▶ **Exercise instructions**: Lines holding the word "Brien" must be located in the listing below and copied.

▶ **Task input**:
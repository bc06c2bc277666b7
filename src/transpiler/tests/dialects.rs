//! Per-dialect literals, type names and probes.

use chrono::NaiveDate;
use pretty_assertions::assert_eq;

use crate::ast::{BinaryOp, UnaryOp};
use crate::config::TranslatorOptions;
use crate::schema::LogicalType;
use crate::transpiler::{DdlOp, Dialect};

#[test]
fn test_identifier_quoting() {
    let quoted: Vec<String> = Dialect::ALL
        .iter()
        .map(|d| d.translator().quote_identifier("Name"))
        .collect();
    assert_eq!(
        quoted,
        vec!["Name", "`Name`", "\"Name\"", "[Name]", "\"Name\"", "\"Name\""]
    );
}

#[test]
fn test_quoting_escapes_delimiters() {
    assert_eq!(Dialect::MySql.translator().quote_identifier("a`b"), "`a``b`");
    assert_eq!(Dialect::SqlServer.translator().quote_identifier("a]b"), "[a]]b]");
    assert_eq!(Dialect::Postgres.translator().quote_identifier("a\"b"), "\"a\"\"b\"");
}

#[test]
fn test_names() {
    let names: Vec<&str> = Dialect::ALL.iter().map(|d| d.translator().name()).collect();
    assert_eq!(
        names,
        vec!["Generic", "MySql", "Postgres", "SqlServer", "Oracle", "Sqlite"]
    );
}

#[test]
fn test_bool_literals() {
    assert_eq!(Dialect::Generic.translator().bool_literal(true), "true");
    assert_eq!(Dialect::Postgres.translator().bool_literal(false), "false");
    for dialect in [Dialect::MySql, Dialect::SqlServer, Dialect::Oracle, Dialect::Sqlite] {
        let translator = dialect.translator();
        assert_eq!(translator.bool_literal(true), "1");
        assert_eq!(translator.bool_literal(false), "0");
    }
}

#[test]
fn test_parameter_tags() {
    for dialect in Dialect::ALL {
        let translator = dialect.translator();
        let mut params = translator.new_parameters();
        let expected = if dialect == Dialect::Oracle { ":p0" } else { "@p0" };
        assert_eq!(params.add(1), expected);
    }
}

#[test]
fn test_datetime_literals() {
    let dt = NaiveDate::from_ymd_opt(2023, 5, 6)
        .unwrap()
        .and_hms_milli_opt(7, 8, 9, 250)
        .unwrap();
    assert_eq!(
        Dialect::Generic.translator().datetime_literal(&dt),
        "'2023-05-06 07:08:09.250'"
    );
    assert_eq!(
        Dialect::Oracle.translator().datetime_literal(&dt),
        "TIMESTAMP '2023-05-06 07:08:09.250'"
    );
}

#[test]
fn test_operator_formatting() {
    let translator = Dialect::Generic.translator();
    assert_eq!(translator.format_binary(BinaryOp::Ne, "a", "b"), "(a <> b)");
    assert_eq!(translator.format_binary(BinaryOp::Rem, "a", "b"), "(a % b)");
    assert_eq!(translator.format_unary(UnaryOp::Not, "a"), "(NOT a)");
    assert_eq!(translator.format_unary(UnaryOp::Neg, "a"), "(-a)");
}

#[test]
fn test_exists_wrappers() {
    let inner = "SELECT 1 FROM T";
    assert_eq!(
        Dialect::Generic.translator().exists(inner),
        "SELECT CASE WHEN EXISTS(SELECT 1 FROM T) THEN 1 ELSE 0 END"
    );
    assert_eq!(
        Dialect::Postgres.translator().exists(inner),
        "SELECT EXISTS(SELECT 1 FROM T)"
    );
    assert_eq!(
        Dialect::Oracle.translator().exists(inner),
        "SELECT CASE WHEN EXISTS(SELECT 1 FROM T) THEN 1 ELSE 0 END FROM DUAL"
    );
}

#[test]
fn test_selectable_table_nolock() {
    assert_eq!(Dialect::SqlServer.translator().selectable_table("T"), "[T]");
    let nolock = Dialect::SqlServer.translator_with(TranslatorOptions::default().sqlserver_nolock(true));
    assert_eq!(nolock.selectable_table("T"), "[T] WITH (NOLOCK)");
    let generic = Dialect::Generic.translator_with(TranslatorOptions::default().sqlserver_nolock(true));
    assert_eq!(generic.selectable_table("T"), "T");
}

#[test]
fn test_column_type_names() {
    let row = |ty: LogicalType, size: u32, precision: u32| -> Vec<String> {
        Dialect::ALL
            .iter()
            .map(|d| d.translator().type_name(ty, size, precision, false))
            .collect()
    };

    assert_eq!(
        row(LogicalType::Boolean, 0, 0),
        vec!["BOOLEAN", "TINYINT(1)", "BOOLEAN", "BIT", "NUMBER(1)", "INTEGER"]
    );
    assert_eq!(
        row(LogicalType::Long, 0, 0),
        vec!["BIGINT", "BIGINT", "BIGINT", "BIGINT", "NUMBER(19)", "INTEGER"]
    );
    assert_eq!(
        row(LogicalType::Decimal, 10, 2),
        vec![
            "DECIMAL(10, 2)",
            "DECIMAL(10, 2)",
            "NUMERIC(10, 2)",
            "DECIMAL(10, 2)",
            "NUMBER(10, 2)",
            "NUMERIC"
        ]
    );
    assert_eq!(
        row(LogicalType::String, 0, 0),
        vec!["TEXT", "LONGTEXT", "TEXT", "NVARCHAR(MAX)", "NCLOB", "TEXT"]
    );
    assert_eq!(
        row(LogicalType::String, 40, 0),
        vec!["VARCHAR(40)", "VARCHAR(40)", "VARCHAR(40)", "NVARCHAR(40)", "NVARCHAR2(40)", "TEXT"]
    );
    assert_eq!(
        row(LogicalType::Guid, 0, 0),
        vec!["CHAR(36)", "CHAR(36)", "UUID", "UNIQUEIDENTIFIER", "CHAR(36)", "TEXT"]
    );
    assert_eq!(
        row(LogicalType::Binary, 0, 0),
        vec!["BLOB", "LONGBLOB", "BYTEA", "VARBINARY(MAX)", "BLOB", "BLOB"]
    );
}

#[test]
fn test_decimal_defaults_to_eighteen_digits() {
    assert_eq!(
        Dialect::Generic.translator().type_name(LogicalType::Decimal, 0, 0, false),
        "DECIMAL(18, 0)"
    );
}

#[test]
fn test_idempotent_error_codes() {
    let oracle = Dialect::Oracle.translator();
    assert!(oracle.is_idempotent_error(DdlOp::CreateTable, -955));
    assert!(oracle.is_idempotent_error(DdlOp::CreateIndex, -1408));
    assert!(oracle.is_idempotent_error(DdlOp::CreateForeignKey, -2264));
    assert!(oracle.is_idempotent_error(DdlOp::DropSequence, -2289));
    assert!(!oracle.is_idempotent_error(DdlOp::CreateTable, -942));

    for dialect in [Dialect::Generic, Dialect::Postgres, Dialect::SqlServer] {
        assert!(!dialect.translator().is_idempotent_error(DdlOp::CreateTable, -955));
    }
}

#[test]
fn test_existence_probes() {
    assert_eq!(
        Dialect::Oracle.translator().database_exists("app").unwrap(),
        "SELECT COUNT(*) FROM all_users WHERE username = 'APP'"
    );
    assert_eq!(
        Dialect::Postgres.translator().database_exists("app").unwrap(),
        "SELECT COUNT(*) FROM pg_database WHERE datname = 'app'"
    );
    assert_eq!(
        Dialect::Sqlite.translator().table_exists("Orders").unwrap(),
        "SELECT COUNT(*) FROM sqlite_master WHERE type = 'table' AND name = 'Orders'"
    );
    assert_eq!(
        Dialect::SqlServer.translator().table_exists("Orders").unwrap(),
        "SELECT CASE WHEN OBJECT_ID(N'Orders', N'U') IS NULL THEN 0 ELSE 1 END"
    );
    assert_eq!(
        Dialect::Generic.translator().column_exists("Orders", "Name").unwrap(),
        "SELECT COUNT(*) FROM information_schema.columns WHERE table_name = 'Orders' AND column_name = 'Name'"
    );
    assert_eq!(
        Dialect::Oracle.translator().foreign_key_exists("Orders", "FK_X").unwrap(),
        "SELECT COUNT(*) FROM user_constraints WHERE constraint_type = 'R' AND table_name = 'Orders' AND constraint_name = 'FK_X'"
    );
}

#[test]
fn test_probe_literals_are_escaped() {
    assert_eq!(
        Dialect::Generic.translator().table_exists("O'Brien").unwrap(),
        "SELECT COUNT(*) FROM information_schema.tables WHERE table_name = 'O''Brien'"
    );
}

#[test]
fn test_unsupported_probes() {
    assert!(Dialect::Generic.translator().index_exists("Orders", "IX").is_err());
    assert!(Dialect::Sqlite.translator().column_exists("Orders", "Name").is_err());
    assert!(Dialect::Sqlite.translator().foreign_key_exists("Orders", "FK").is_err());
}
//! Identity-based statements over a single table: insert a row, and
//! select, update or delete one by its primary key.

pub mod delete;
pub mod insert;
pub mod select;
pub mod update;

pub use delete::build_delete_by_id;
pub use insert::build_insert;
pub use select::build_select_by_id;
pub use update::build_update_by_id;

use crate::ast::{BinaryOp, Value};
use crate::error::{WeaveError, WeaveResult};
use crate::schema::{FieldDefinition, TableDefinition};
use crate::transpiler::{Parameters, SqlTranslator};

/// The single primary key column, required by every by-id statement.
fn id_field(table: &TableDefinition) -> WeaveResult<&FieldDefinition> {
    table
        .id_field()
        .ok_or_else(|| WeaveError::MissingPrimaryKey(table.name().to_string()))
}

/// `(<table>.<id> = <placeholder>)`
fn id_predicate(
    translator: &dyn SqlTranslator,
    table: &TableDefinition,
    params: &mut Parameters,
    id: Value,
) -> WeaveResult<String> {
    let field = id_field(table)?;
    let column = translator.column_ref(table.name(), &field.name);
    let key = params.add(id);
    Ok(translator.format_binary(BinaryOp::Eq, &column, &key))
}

▶ **Final answer**:
        Dialect::Generic.translator().table_exists("O'Brien").unwrap(),
        "SELECT COUNT(*) FROM information_schema.tables WHERE table_name = 'O''Brien'"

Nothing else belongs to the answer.